Saved entries:
[Start of section]
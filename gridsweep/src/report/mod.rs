//! Reports built from a [`SweepResult`]: flat CSV tables, a JSON document,
//! a console summary table and per-circuit protection hierarchies in DOT.

use std::collections::{HashMap, HashSet};
use std::io;
use std::path::{Path, PathBuf};

use chrono::{DateTime, Utc};
use petgraph::dot::{Config, Dot};
use petgraph::graph::{DiGraph, NodeIndex};
use serde::Serialize;
use tabled::{settings::Style, Table, Tabled};

use crate::core::GridSweepError;
use crate::results::{
    format_path, CircuitSummary, LineResult, SweepResult, SwitchingElementResult, TransformerResult,
};

/// One exported row of the switching-element table
#[derive(Debug, Serialize)]
pub struct SwitchingElementRecord<'a> {
    pub id: &'a str,
    pub node1: Option<&'a str>,
    pub node2: Option<&'a str>,
    pub operational_code: &'a str,
    pub element_type: &'a str,
    pub stable_state: &'static str,
    pub native_circuit: &'a str,
    pub effective_state: &'static str,
    pub parent_operational_code: Option<&'a str>,
    pub upstream_path: String,
    pub origin_circuit: &'a str,
    pub unexplored_ring_node: Option<&'a str>,
    pub ring_closure_id: Option<&'a str>,
    pub ring_closure_code: Option<&'a str>,
    pub ring_closure_circuit: Option<&'a str>,
    pub ring_closure_path: Option<String>,
    pub ring_kind: Option<&'static str>,
}

impl<'a> From<&'a SwitchingElementResult> for SwitchingElementRecord<'a> {
    fn from(row: &'a SwitchingElementResult) -> Self {
        let closure = row.ring_closure.as_ref();
        Self {
            id: &row.element.id,
            node1: row.element.node1.as_deref(),
            node2: row.element.node2.as_deref(),
            operational_code: &row.element.operational_code,
            element_type: &row.element.element_type,
            stable_state: row.element.stable_state.as_str(),
            native_circuit: &row.element.native_circuit,
            effective_state: row.effective_state.as_str(),
            parent_operational_code: row.parent_operational_code.as_deref(),
            upstream_path: format_path(&row.upstream_path),
            origin_circuit: &row.origin_circuit,
            unexplored_ring_node: row.unexplored_ring_node.as_deref(),
            ring_closure_id: closure.map(|c| c.equipment_id.as_str()),
            ring_closure_code: closure.map(|c| c.equipment_code.as_str()),
            ring_closure_circuit: closure.map(|c| c.circuit.as_str()),
            ring_closure_path: closure.map(|c| format_path(&c.upstream_path)),
            ring_kind: closure.map(|c| c.kind.as_str()),
        }
    }
}

#[derive(Debug, Serialize)]
pub struct LineRecord<'a> {
    pub id: &'a str,
    pub node1: Option<&'a str>,
    pub node2: Option<&'a str>,
    pub native_circuit: &'a str,
    pub parent_operational_code: Option<&'a str>,
    pub upstream_path: String,
    pub origin_circuit: &'a str,
}

impl<'a> From<&'a LineResult> for LineRecord<'a> {
    fn from(row: &'a LineResult) -> Self {
        Self {
            id: &row.line.id,
            node1: row.line.node1.as_deref(),
            node2: row.line.node2.as_deref(),
            native_circuit: &row.line.native_circuit,
            parent_operational_code: row.parent_operational_code.as_deref(),
            upstream_path: format_path(&row.upstream_path),
            origin_circuit: &row.origin_circuit,
        }
    }
}

#[derive(Debug, Serialize)]
pub struct TransformerRecord<'a> {
    pub id: &'a str,
    pub code: Option<&'a str>,
    pub node1: Option<&'a str>,
    pub node2: Option<&'a str>,
    pub native_circuit: &'a str,
    pub parent_operational_code: Option<&'a str>,
    pub upstream_path: String,
    pub origin_circuit: &'a str,
    pub feeding_line_id: &'a str,
}

impl<'a> From<&'a TransformerResult> for TransformerRecord<'a> {
    fn from(row: &'a TransformerResult) -> Self {
        Self {
            id: &row.transformer.id,
            code: row.transformer.code.as_deref(),
            node1: row.transformer.node1.as_deref(),
            node2: row.transformer.node2.as_deref(),
            native_circuit: &row.transformer.native_circuit,
            parent_operational_code: row.parent_operational_code.as_deref(),
            upstream_path: format_path(&row.upstream_path),
            origin_circuit: &row.origin_circuit,
            feeding_line_id: &row.feeding_line_id,
        }
    }
}

fn write_records<W, T, I>(writer: W, delimiter: u8, records: I) -> Result<(), csv::Error>
where
    W: io::Write,
    T: Serialize,
    I: IntoIterator<Item = T>,
{
    let mut writer = csv::WriterBuilder::new().delimiter(delimiter).from_writer(writer);
    for record in records {
        writer.serialize(record)?;
    }
    writer.flush()?;
    Ok(())
}

/// Write the switching-element table to any writer (used for stdout output)
pub fn write_switching_elements<W: io::Write>(
    result: &SweepResult,
    writer: W,
    delimiter: u8,
) -> Result<(), GridSweepError> {
    write_records(
        writer,
        delimiter,
        result.switching_elements.iter().map(SwitchingElementRecord::from),
    )
    .map_err(|e| GridSweepError::Csv {
        file: PathBuf::from("<stdout>"),
        message: e.to_string(),
    })
}

/// Write `switching_elements.csv`, `lines.csv`, `transformers.csv` and
/// `summary.csv` into `dir`, creating it if needed. Returns the written paths.
pub fn write_csv_tables(
    result: &SweepResult,
    dir: &Path,
    delimiter: u8,
) -> Result<Vec<PathBuf>, GridSweepError> {
    std::fs::create_dir_all(dir)?;

    Ok(vec![
        export_table(dir, "switching_elements.csv", |f| {
            write_records(f, delimiter, result.switching_elements.iter().map(SwitchingElementRecord::from))
        })?,
        export_table(dir, "lines.csv", |f| {
            write_records(f, delimiter, result.lines.iter().map(LineRecord::from))
        })?,
        export_table(dir, "transformers.csv", |f| {
            write_records(f, delimiter, result.transformers.iter().map(TransformerRecord::from))
        })?,
        export_table(dir, "summary.csv", |f| write_records(f, delimiter, &result.summaries))?,
    ])
}

fn export_table<F>(dir: &Path, name: &str, write: F) -> Result<PathBuf, GridSweepError>
where
    F: FnOnce(std::fs::File) -> Result<(), csv::Error>,
{
    let path = dir.join(name);
    let file = std::fs::File::create(&path)?;
    write(file).map_err(|e| GridSweepError::Csv {
        file: path.clone(),
        message: e.to_string(),
    })?;
    tracing::debug!("Wrote {}", path.display());
    Ok(path)
}

#[derive(Tabled)]
struct SummaryRow {
    #[tabled(rename = "Circuit")]
    circuit: String,
    #[tabled(rename = "Breaker")]
    breaker: &'static str,
    #[tabled(rename = "Switches")]
    switching_elements: usize,
    #[tabled(rename = "Lines")]
    lines: usize,
    #[tabled(rename = "Transformers")]
    transformers: usize,
    #[tabled(rename = "Open ties")]
    open_ties: usize,
    #[tabled(rename = "Internal")]
    internal_rings: usize,
    #[tabled(rename = "External")]
    external_ties: usize,
    #[tabled(rename = "Unresolved")]
    unresolved_ties: usize,
}

impl From<&CircuitSummary> for SummaryRow {
    fn from(s: &CircuitSummary) -> Self {
        Self {
            circuit: s.circuit.clone(),
            breaker: if s.breaker_found { "yes" } else { "missing" },
            switching_elements: s.switching_elements,
            lines: s.lines,
            transformers: s.transformers,
            open_ties: s.open_ties,
            internal_rings: s.internal_rings,
            external_ties: s.external_ties,
            unresolved_ties: s.unresolved_ties,
        }
    }
}

/// Per-circuit counts as a console table
pub fn summary_table(result: &SweepResult) -> String {
    let rows: Vec<SummaryRow> = result.summaries.iter().map(SummaryRow::from).collect();
    Table::new(rows).with(Style::markdown()).to_string()
}

#[derive(Serialize)]
struct JsonReport<'a> {
    generated_at: DateTime<Utc>,
    #[serde(flatten)]
    result: &'a SweepResult,
}

/// The full result as pretty-printed JSON, stamped with the current time
pub fn to_json(result: &SweepResult) -> Result<String, GridSweepError> {
    let report = JsonReport {
        generated_at: Utc::now(),
        result,
    };
    Ok(serde_json::to_string_pretty(&report)?)
}

/// Protection hierarchy of one circuit: one node per operational code,
/// edges from parent to child.
pub fn hierarchy_graph(result: &SweepResult, circuit: &str) -> DiGraph<String, String> {
    let mut graph = DiGraph::new();
    let mut indices: HashMap<&str, NodeIndex> = HashMap::new();

    for row in result.switching_elements_for(circuit) {
        let code = row.element.operational_code.as_str();
        let label = if row.is_root() {
            format!("{} (breaker)", code)
        } else if row.is_tie_candidate() {
            format!("{} (open)", code)
        } else {
            code.to_string()
        };
        let index = *indices.entry(code).or_insert_with(|| graph.add_node(label));

        if let Some(parent) = row.parent_operational_code.as_deref() {
            if let Some(&parent_index) = indices.get(parent) {
                if parent_index != index {
                    graph.update_edge(parent_index, index, String::new());
                }
            }
        }
    }
    graph
}

/// [`hierarchy_graph`] rendered as Graphviz DOT text
pub fn hierarchy_dot(result: &SweepResult, circuit: &str) -> String {
    let graph = hierarchy_graph(result, circuit);
    format!("{}", Dot::with_config(&graph, &[Config::EdgeNoLabel]))
}

/// Write `<circuit>.dot` for every swept circuit into `dir`. Characters
/// unsafe in file names become `_`; names that would clash get a numeric
/// suffix.
pub fn write_hierarchy_graphs(result: &SweepResult, dir: &Path) -> Result<Vec<PathBuf>, GridSweepError> {
    std::fs::create_dir_all(dir)?;
    let mut used: HashSet<String> = HashSet::new();
    let mut written = Vec::new();
    for summary in result.summaries.iter().filter(|s| s.breaker_found) {
        let base: String = summary
            .circuit
            .chars()
            .map(|c| if c.is_ascii_alphanumeric() || c == '-' || c == '_' { c } else { '_' })
            .collect();
        let mut file_name = base.clone();
        let mut suffix = 1;
        // compared case-insensitively for case-folding filesystems
        while !used.insert(file_name.to_ascii_lowercase()) {
            suffix += 1;
            file_name = format!("{}_{}", base, suffix);
        }
        if file_name != base {
            tracing::warn!(
                "Hierarchy of circuit '{}' written as {}.dot to avoid a name clash",
                summary.circuit,
                file_name
            );
        }
        let path = dir.join(format!("{}.dot", file_name));
        std::fs::write(&path, hierarchy_dot(result, &summary.circuit))?;
        written.push(path);
    }
    Ok(written)
}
[End of section]
### Task prompt
Make a list of all lines in the data that contain "Some".

### Exercise solution
        if let Some(parent) = row.parent_operational_code.as_deref() {
            if let Some(&parent_index) = indices.get(parent) {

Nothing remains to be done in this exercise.